Hi Team, I recently started using Gatling. I tried to execute a login page and the page contains many components inside it like js files, css files, api calls, image files… etc. The requirement is to test each and every components(even image files). I have executed the page with certain no. of users like below.
.exec(http(“Component01”).get(“hostname/login.html”"))
.exec(http(“Component01”).get(“hostname/xyz.png”))
.exec(http(“Component01”).get(“hostname/def.json”))
.exec(http(“Component01”).get(“hostname/ghi.js”))

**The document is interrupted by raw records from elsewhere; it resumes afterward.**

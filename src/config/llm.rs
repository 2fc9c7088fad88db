// src/config/llm.rs
use anyhow::{bail, Context};
use serde::{Deserialize, Serialize};
use std::{env, fs, path::Path};

pub const DEFAULT_LLM_CONFIG_PATH: &str = "config/llm.json";
pub const ENV_LLM_CONFIG_PATH: &str = "LLM_CONFIG_PATH";

fn default_provider() -> String {
    "openai".to_string()
}
fn default_fast_model() -> String {
    "gpt-4o-mini".to_string()
}
fn default_detailed_model() -> String {
    "gpt-4o".to_string()
}
fn default_temperature() -> f32 {
    0.2
}
fn default_max_tokens() -> u32 {
    2048
}

#[derive(Debug, Clone, Serialize, Deserialize)]
pub struct LlmConfig {
    pub enabled: bool,
    /// "openai" | "openrouter" (case-insensitive)
    #[serde(default = "default_provider")]
    pub provider: String,
    /// "ENV" means: read from OPENAI_API_KEY / OPENROUTER_API_KEY (by provider)
    #[serde(default)]
    pub api_key: String,
    /// Overrides the provider's chat-completions base URL.
    #[serde(default)]
    pub base_url: Option<String>,
    /// Model used for quick batch metadata.
    #[serde(default = "default_fast_model")]
    pub fast_model: String,
    /// Model used for per-URL analysis and the combine step.
    #[serde(default = "default_detailed_model")]
    pub detailed_model: String,
    #[serde(default = "default_temperature")]
    pub temperature: f32,
    #[serde(default = "default_max_tokens")]
    pub max_tokens: u32,
}

impl Default for LlmConfig {
    fn default() -> Self {
        Self {
            enabled: false,
            provider: default_provider(),
            api_key: String::new(),
            base_url: None,
            fast_model: default_fast_model(),
            detailed_model: default_detailed_model(),
            temperature: default_temperature(),
            max_tokens: default_max_tokens(),
        }
    }
}

impl LlmConfig {
    /// Resolve the path from `LLM_CONFIG_PATH`, falling back to `config/llm.json`.
    /// A missing file yields the disabled default.
    pub fn load() -> anyhow::Result<Self> {
        let path = env::var(ENV_LLM_CONFIG_PATH)
            .unwrap_or_else(|_| DEFAULT_LLM_CONFIG_PATH.to_string());
        if !Path::new(&path).exists() {
            tracing::warn!(target: "webs::llm", %path, "LLM config not found, LLM disabled");
            return Ok(Self::default());
        }
        Self::load_from_file(&path)
    }

    pub fn load_from_file<P: AsRef<Path>>(path: P) -> anyhow::Result<Self> {
        let path = path.as_ref();
        let data = fs::read_to_string(path)
            .with_context(|| format!("reading LLM config from {}", path.display()))?;
        Self::from_json_str(&data)
    }

    pub fn from_json_str(data: &str) -> anyhow::Result<Self> {
        let mut cfg: LlmConfig = serde_json::from_str(data).context("parsing LLM config")?;

        // Normalize provider
        cfg.provider = cfg.provider.trim().to_lowercase();

        // Resolve api key if "ENV"
        if cfg.api_key.trim().eq_ignore_ascii_case("env") {
            cfg.api_key = match cfg.provider.as_str() {
                "openai" => env::var("OPENAI_API_KEY")
                    .map_err(|_| anyhow::anyhow!("Missing OPENAI_API_KEY env var"))?,
                "openrouter" => env::var("OPENROUTER_API_KEY")
                    .map_err(|_| anyhow::anyhow!("Missing OPENROUTER_API_KEY env var"))?,
                other => bail!("Unsupported provider in config: {other}"),
            };
        }

        if !(0.0..=2.0).contains(&cfg.temperature) {
            cfg.temperature = default_temperature();
        }
        if cfg.max_tokens == 0 {
            cfg.max_tokens = default_max_tokens();
        }

        Ok(cfg)
    }

    /// Chat-completions endpoint for the configured provider.
    pub fn chat_completions_url(&self) -> String {
        let base = match (&self.base_url, self.provider.as_str()) {
            (Some(b), _) => b.trim_end_matches('/').to_string(),
            (None, "openrouter") => "https://openrouter.ai/api/v1".to_string(),
            (None, _) => "https://api.openai.com/v1".to_string(),
        };
        format!("{base}/chat/completions")
    }
}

Note: There are around 50 calls in my login page, including css, js, json, png, html… etc
In the gatling results, I’m seeing response time for each and every component separately like below
login.html - 700ms
xyz.png - 300ms
def.json - 900ms
ghi.js - 150ms
Now my question is, how can I calculate the actual login page response time ?
I cannot add all the above component times because the calls doesn’t process sequentially in real time on a browser.
At the same time, I cannot consider the highest response time(900ms) as the login page time because when a page loads on a browser, not all components will process parallel at the same time. There can be a combination of synchronous and asynchronous calls.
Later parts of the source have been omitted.